▶ ASSIGNMENT:
From the records below, transcribe only the lines running from the one with "pub struct EngineConfig" through the one with "let normalizer = match". Keep both of those end lines.

-- TASK INPUTS follows --

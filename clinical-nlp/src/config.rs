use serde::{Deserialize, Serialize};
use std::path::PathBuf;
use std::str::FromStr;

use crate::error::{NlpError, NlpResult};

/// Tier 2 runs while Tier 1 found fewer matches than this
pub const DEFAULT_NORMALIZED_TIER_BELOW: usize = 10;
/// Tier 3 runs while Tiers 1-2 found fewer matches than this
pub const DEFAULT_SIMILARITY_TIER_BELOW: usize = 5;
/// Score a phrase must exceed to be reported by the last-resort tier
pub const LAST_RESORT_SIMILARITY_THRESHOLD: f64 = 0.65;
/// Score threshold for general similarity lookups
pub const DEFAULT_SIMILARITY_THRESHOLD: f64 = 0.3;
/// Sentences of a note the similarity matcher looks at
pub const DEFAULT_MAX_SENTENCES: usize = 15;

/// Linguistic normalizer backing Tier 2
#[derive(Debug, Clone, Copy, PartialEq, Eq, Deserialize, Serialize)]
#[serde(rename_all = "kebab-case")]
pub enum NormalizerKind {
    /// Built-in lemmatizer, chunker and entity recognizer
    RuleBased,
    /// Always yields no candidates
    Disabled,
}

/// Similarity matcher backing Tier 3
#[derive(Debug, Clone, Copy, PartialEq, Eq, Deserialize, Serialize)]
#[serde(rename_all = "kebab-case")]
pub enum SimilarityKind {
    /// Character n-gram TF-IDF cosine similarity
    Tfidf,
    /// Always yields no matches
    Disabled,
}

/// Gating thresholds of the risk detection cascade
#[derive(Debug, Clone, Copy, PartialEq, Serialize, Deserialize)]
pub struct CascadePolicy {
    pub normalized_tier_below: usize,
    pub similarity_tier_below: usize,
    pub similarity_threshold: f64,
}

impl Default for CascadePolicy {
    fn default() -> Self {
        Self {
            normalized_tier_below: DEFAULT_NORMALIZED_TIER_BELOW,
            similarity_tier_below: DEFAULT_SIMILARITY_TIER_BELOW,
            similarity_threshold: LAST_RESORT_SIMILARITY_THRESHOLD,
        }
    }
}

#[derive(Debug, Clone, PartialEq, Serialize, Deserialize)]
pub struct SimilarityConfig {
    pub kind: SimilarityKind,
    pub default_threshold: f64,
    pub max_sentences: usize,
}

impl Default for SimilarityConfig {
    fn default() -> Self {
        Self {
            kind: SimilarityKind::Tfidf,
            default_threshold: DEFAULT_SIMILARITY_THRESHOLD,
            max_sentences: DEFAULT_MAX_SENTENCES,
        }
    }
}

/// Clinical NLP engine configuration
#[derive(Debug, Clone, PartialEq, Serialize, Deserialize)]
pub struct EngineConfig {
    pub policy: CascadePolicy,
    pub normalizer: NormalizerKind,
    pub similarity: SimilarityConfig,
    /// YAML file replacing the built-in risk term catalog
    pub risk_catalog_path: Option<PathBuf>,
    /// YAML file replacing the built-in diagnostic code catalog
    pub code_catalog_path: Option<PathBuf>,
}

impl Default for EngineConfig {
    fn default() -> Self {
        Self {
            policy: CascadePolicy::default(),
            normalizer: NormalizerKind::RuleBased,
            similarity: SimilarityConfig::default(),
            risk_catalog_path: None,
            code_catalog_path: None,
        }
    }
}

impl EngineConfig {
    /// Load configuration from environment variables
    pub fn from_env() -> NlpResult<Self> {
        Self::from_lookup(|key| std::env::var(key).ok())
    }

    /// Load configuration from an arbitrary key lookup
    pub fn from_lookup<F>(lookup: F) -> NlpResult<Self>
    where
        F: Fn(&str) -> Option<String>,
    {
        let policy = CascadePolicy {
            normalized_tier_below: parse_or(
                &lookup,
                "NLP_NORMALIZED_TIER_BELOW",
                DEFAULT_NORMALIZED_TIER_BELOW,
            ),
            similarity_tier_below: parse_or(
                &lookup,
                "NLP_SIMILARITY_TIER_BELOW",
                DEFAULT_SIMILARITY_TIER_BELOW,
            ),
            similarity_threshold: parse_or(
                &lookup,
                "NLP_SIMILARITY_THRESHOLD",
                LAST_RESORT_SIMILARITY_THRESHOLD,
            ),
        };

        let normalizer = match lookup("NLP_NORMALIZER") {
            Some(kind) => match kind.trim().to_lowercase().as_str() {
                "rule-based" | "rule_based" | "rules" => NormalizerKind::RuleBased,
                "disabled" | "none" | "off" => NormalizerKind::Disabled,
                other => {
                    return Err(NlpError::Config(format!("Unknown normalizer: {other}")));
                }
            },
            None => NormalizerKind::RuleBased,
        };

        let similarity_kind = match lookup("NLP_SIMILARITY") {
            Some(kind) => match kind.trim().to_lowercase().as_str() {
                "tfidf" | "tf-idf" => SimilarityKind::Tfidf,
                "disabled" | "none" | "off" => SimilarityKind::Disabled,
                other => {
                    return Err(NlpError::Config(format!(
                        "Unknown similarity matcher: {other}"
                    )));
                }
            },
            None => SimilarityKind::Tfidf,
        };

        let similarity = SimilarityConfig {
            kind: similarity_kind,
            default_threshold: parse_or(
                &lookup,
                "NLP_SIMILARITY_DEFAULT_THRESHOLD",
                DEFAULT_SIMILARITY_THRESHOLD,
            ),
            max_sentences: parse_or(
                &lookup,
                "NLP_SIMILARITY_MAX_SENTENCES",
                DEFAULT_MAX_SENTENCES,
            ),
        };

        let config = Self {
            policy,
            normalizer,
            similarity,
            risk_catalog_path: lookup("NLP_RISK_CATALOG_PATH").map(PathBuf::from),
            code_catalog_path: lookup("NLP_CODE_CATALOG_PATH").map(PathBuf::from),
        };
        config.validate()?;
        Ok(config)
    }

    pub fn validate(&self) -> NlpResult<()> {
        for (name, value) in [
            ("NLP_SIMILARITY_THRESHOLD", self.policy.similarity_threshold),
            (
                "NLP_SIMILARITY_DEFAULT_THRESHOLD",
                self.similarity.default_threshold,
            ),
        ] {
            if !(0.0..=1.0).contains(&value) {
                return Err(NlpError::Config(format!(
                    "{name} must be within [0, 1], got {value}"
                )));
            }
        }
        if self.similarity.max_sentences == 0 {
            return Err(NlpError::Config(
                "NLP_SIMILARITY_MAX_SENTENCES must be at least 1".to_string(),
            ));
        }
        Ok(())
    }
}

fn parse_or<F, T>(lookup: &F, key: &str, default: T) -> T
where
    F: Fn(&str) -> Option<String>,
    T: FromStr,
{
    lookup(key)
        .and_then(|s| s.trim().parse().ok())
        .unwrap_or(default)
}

-- TASK INPUTS concluded --

▶ RESPONSE TO THIS EXERCISE:
pub struct EngineConfig {
    pub policy: CascadePolicy,
    pub normalizer: NormalizerKind,
    pub similarity: SimilarityConfig,
    /// YAML file replacing the built-in risk term catalog
    pub risk_catalog_path: Option<PathBuf>,
    /// YAML file replacing the built-in diagnostic code catalog
    pub code_catalog_path: Option<PathBuf>,
}

impl Default for EngineConfig {
    fn default() -> Self {
        Self {
            policy: CascadePolicy::default(),
            normalizer: NormalizerKind::RuleBased,
            similarity: SimilarityConfig::default(),
            risk_catalog_path: None,
            code_catalog_path: None,
        }
    }
}

impl EngineConfig {
    /// Load configuration from environment variables
    pub fn from_env() -> NlpResult<Self> {
        Self::from_lookup(|key| std::env::var(key).ok())
    }

    /// Load configuration from an arbitrary key lookup
    pub fn from_lookup<F>(lookup: F) -> NlpResult<Self>
    where
        F: Fn(&str) -> Option<String>,
    {
        let policy = CascadePolicy {
            normalized_tier_below: parse_or(
                &lookup,
                "NLP_NORMALIZED_TIER_BELOW",
                DEFAULT_NORMALIZED_TIER_BELOW,
            ),
            similarity_tier_below: parse_or(
                &lookup,
                "NLP_SIMILARITY_TIER_BELOW",
                DEFAULT_SIMILARITY_TIER_BELOW,
            ),
            similarity_threshold: parse_or(
                &lookup,
                "NLP_SIMILARITY_THRESHOLD",
                LAST_RESORT_SIMILARITY_THRESHOLD,
            ),
        };

        let normalizer = match lookup("NLP_NORMALIZER") {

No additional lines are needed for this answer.